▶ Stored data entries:
________________

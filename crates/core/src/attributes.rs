//! Person attribute rules.
//!
//! Covers the civil status attribute, forced to the single-status answer while the patient is
//! below the marriageable age, and the coded autocomplete attributes (ethnicity, religion)
//! whose answers come from a configured list or a concept set fetched from the backend.

use crate::config::{CivilStatusConfig, CodedAttributeConfig, RegistrationConfig};
use crate::constants::ATTRIBUTE_FIELD_PREFIX;
use chrono::{DateTime, Datelike, NaiveDate};
use serde::{Deserialize, Serialize};

// ============================================================================
// Configuration errors
// ============================================================================

/// Misconfiguration of an autocomplete attribute field.
///
/// These never fail the registration form: they are handed to an [`ErrorReporter`] and the
/// field is left out.
#[derive(Clone, Debug, PartialEq, Eq, thiserror::Error)]
pub enum AttributeConfigError {
    #[error(
        "the person attribute field '{field_id}' is of type 'autocomplete' but has been defined without an answer concept set UUID"
    )]
    NoAnswerSource { field_id: String },

    #[error(
        "the autocomplete person attribute field '{field_id}' has been defined with an invalid answer concept set UUID '{answer_concept_set_uuid}'"
    )]
    InvalidAnswerSet {
        field_id: String,
        answer_concept_set_uuid: String,
    },

    #[error(
        "the autocomplete person attribute field '{field_id}' has been defined with an answer concept set UUID '{answer_concept_set_uuid}' that does not have any concept answers"
    )]
    EmptyAnswerSet {
        field_id: String,
        answer_concept_set_uuid: String,
    },
}

/// Receives attribute configuration errors.
pub trait ErrorReporter {
    fn report(&self, error: &AttributeConfigError);
}

/// Reports configuration errors through `tracing`.
#[derive(Clone, Copy, Debug, Default)]
pub struct TracingReporter;

impl ErrorReporter for TracingReporter {
    fn report(&self, error: &AttributeConfigError) {
        tracing::error!(%error, "person attribute field misconfigured");
    }
}

// ============================================================================
// Answers
// ============================================================================

/// A fixed answer from configuration. Without a label it is shown as empty text.
#[derive(Clone, Debug, PartialEq, Eq, Serialize, Deserialize)]
pub struct CustomConceptAnswer {
    pub uuid: String,
    #[serde(default, skip_serializing_if = "Option::is_none")]
    pub label: Option<String>,
}

/// A concept answer as returned by the concept endpoint.
#[derive(Clone, Debug, PartialEq, Eq, Serialize, Deserialize)]
pub struct ConceptAnswer {
    pub uuid: String,
    #[serde(default)]
    pub display: Option<String>,
}

/// A selectable autocomplete item. `id` is the stored value.
#[derive(Clone, Debug, PartialEq, Eq, Serialize, Deserialize)]
pub struct AnswerItem {
    pub id: String,
    pub text: String,
}

/// Form field name of a person attribute.
pub fn attribute_field_name(person_attribute_uuid: &str) -> String {
    format!("{ATTRIBUTE_FIELD_PREFIX}.{person_attribute_uuid}")
}

/// A person attribute field as rendered in the registration form.
#[derive(Clone, Debug, PartialEq, Eq, Serialize, Deserialize)]
#[serde(rename_all = "camelCase")]
pub struct AttributeFieldDefinition {
    pub id: String,
    pub label: String,
    pub person_attribute_uuid: String,
    pub answer_concept_set_uuid: String,
    pub custom_concept_answers: Vec<CustomConceptAnswer>,
    pub allow_custom_values: bool,
    pub required: bool,
    pub disabled: bool,
}

impl AttributeFieldDefinition {
    fn coded(id: &str, label: &str, cfg: &CodedAttributeConfig) -> Self {
        Self {
            id: id.to_string(),
            label: label.to_string(),
            person_attribute_uuid: cfg.person_attribute_uuid.clone(),
            answer_concept_set_uuid: cfg.answer_concept_set_uuid.clone(),
            custom_concept_answers: cfg.custom_concept_answers.clone(),
            allow_custom_values: cfg.allow_custom_values,
            required: false,
            disabled: false,
        }
    }

    pub fn field_name(&self) -> String {
        attribute_field_name(&self.person_attribute_uuid)
    }

    /// Concept set to fetch answers from. `None` when custom answers take precedence or no
    /// set is configured.
    pub fn concept_set_to_fetch(&self) -> Option<&str> {
        if !self.custom_concept_answers.is_empty() || self.answer_concept_set_uuid.is_empty() {
            return None;
        }
        Some(&self.answer_concept_set_uuid)
    }

    /// Resolves the selectable items.
    ///
    /// Custom answers are used as configured, in order. Otherwise `fetched` holds the concept
    /// set answers (`None` when the set could not be loaded), sorted by display text.
    ///
    /// # Errors
    ///
    /// Returns an [`AttributeConfigError`] when no answer source is configured or the concept
    /// set is invalid or empty.
    pub fn answer_items(
        &self,
        fetched: Option<&[ConceptAnswer]>,
    ) -> Result<Vec<AnswerItem>, AttributeConfigError> {
        if !self.custom_concept_answers.is_empty() {
            return Ok(self
                .custom_concept_answers
                .iter()
                .map(|answer| AnswerItem {
                    id: answer.uuid.clone(),
                    text: answer.label.clone().unwrap_or_default(),
                })
                .collect());
        }

        if self.answer_concept_set_uuid.is_empty() {
            return Err(AttributeConfigError::NoAnswerSource {
                field_id: self.id.clone(),
            });
        }

        let answers = fetched.ok_or_else(|| AttributeConfigError::InvalidAnswerSet {
            field_id: self.id.clone(),
            answer_concept_set_uuid: self.answer_concept_set_uuid.clone(),
        })?;

        if answers.is_empty() {
            return Err(AttributeConfigError::EmptyAnswerSet {
                field_id: self.id.clone(),
                answer_concept_set_uuid: self.answer_concept_set_uuid.clone(),
            });
        }

        let mut items: Vec<AnswerItem> = answers
            .iter()
            .map(|answer| AnswerItem {
                id: answer.uuid.clone(),
                text: answer.display.clone().unwrap_or_default(),
            })
            .collect();
        items.sort_by(|a, b| {
            a.text
                .to_lowercase()
                .cmp(&b.text.to_lowercase())
                .then_with(|| a.text.cmp(&b.text))
        });
        Ok(items)
    }

    /// Like [`AttributeFieldDefinition::answer_items`], but reports the error and returns
    /// `None` so the caller can leave the field out.
    pub fn answer_items_or_report(
        &self,
        fetched: Option<&[ConceptAnswer]>,
        reporter: &dyn ErrorReporter,
    ) -> Option<Vec<AnswerItem>> {
        match self.answer_items(fetched) {
            Ok(items) => Some(items),
            Err(err) => {
                reporter.report(&err);
                None
            }
        }
    }
}

/// Ethnicity field, when configured.
pub fn etnia_field(cfg: &RegistrationConfig) -> Option<AttributeFieldDefinition> {
    cfg.field_configurations
        .etnia
        .as_ref()
        .map(|etnia| AttributeFieldDefinition::coded("etnia", "Etnia", etnia))
}

/// Religion field, when configured.
pub fn religion_field(cfg: &RegistrationConfig) -> Option<AttributeFieldDefinition> {
    cfg.field_configurations
        .religion
        .as_ref()
        .map(|religion| AttributeFieldDefinition::coded("religion", "Religión", religion))
}

// ============================================================================
// Autocomplete input
// ============================================================================

/// Items whose text contains `input`, ignoring case. Empty input keeps everything.
pub fn filter_items<'a>(items: &'a [AnswerItem], input: &str) -> Vec<&'a AnswerItem> {
    if input.is_empty() {
        return items.iter().collect();
    }
    let needle = input.to_lowercase();
    items
        .iter()
        .filter(|item| item.text.to_lowercase().contains(&needle))
        .collect()
}

/// Input and value state of one autocomplete attribute field.
#[derive(Clone, Debug)]
pub struct AutocompleteField {
    field_name: String,
    items: Vec<AnswerItem>,
    allow_custom_values: bool,
    input: String,
    value: String,
}

impl AutocompleteField {
    pub fn new(definition: &AttributeFieldDefinition, items: Vec<AnswerItem>, value: &str) -> Self {
        let input = items
            .iter()
            .find(|item| item.id == value)
            .map(|item| item.text.clone())
            .unwrap_or_default();

        Self {
            field_name: definition.field_name(),
            items,
            allow_custom_values: definition.allow_custom_values,
            input,
            value: value.to_string(),
        }
    }

    pub fn field_name(&self) -> &str {
        &self.field_name
    }

    /// Stored value: an item id, a committed custom value or empty.
    pub fn value(&self) -> &str {
        &self.value
    }

    pub fn input(&self) -> &str {
        &self.input
    }

    pub fn selected_item(&self) -> Option<&AnswerItem> {
        self.items.iter().find(|item| item.id == self.value)
    }

    pub fn visible_items(&self) -> Vec<&AnswerItem> {
        filter_items(&self.items, &self.input)
    }

    /// Sets the value to the selected item id, or clears it when nothing is selected.
    pub fn select(&mut self, item_id: Option<&str>) {
        match item_id.and_then(|id| self.items.iter().find(|item| item.id == id)) {
            Some(item) => {
                self.value = item.id.clone();
                self.input = item.text.clone();
            }
            None => self.value.clear(),
        }
    }

    /// Records typed text. Non-empty text that matches no item exactly (ignoring case)
    /// clears the value.
    pub fn change_input(&mut self, input: &str) {
        self.input = input.to_string();
        if !input.is_empty() && self.exact_match(input).is_none() {
            self.value.clear();
        }
    }

    /// Commits typed text as a custom value when the field allows it. An exact match selects
    /// that item instead.
    pub fn blur(&mut self) {
        let typed = self.input.trim().to_string();
        if typed.is_empty() {
            return;
        }
        if let Some(id) = self.exact_match(&typed).map(|item| item.id.clone()) {
            self.value = id;
            return;
        }
        if self.allow_custom_values {
            self.value = typed;
        }
    }

    fn exact_match(&self, input: &str) -> Option<&AnswerItem> {
        let needle = input.to_lowercase();
        self.items
            .iter()
            .find(|item| item.text.to_lowercase() == needle)
    }
}

// ============================================================================
// Age and civil status
// ============================================================================

/// Parses a birthdate given as `YYYY-MM-DD` or an RFC 3339 timestamp.
pub fn parse_birthdate(text: &str) -> Option<NaiveDate> {
    let text = text.trim();
    if text.is_empty() {
        return None;
    }
    NaiveDate::parse_from_str(text, "%Y-%m-%d")
        .ok()
        .or_else(|| DateTime::parse_from_rfc3339(text).ok().map(|dt| dt.date_naive()))
}

/// Age in whole years on `today`. Negative for birthdates in the future.
pub fn age_on(birthdate: NaiveDate, today: NaiveDate) -> i32 {
    let mut age = today.year() - birthdate.year();
    if (today.month(), today.day()) < (birthdate.month(), birthdate.day()) {
        age -= 1;
    }
    age
}

/// Rendering of the civil status field for the current birthdate.
#[derive(Clone, Debug, PartialEq, Eq, Serialize)]
#[serde(rename_all = "camelCase")]
pub struct CivilStatusDecision {
    pub definition: AttributeFieldDefinition,
    /// Value to write into the form; `None` leaves the current value alone.
    pub forced_value: Option<String>,
}

pub fn civil_status_definition(cfg: &CivilStatusConfig) -> AttributeFieldDefinition {
    AttributeFieldDefinition {
        id: "civilStatus".to_string(),
        label: "Estado Civil".to_string(),
        person_attribute_uuid: cfg.person_attribute_uuid.clone(),
        answer_concept_set_uuid: cfg.answer_concept_set_uuid.clone(),
        custom_concept_answers: Vec::new(),
        allow_custom_values: false,
        required: false,
        disabled: false,
    }
}

/// Decides whether the civil status field is locked to the single status.
///
/// Below the marriageable age the field is disabled and, if the current value differs, the
/// single-status concept is forced. An unknown age leaves the field enabled.
pub fn civil_status_decision(
    cfg: &CivilStatusConfig,
    age: Option<i32>,
    current_value: Option<&str>,
) -> CivilStatusDecision {
    let mut definition = civil_status_definition(cfg);

    let underage = age.is_some_and(|age| i64::from(age) < i64::from(cfg.marriageable_age));
    if !underage {
        return CivilStatusDecision {
            definition,
            forced_value: None,
        };
    }

    definition.disabled = true;
    let forced_value = (current_value != Some(cfg.single_status_concept_uuid.as_str()))
        .then(|| cfg.single_status_concept_uuid.clone());

    CivilStatusDecision {
        definition,
        forced_value,
    }
}

/// Civil status field for a birthdate entered in the form. `None` when not configured.
pub fn civil_status_field(
    cfg: &RegistrationConfig,
    birthdate: Option<&str>,
    current_value: Option<&str>,
    today: NaiveDate,
) -> Option<CivilStatusDecision> {
    let civil_status = cfg.field_configurations.civil_status.as_ref()?;
    let age = birthdate
        .and_then(parse_birthdate)
        .map(|birthdate| age_on(birthdate, today));
    Some(civil_status_decision(civil_status, age, current_value))
}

________________

▶ Task objective:
Return the lines of the records that include the string "find".

▶ Output for this task:
            .find(|item| item.id == value)
        self.items.iter().find(|item| item.id == self.value)
        match item_id.and_then(|id| self.items.iter().find(|item| item.id == id)) {
            .find(|item| item.text.to_lowercase() == needle)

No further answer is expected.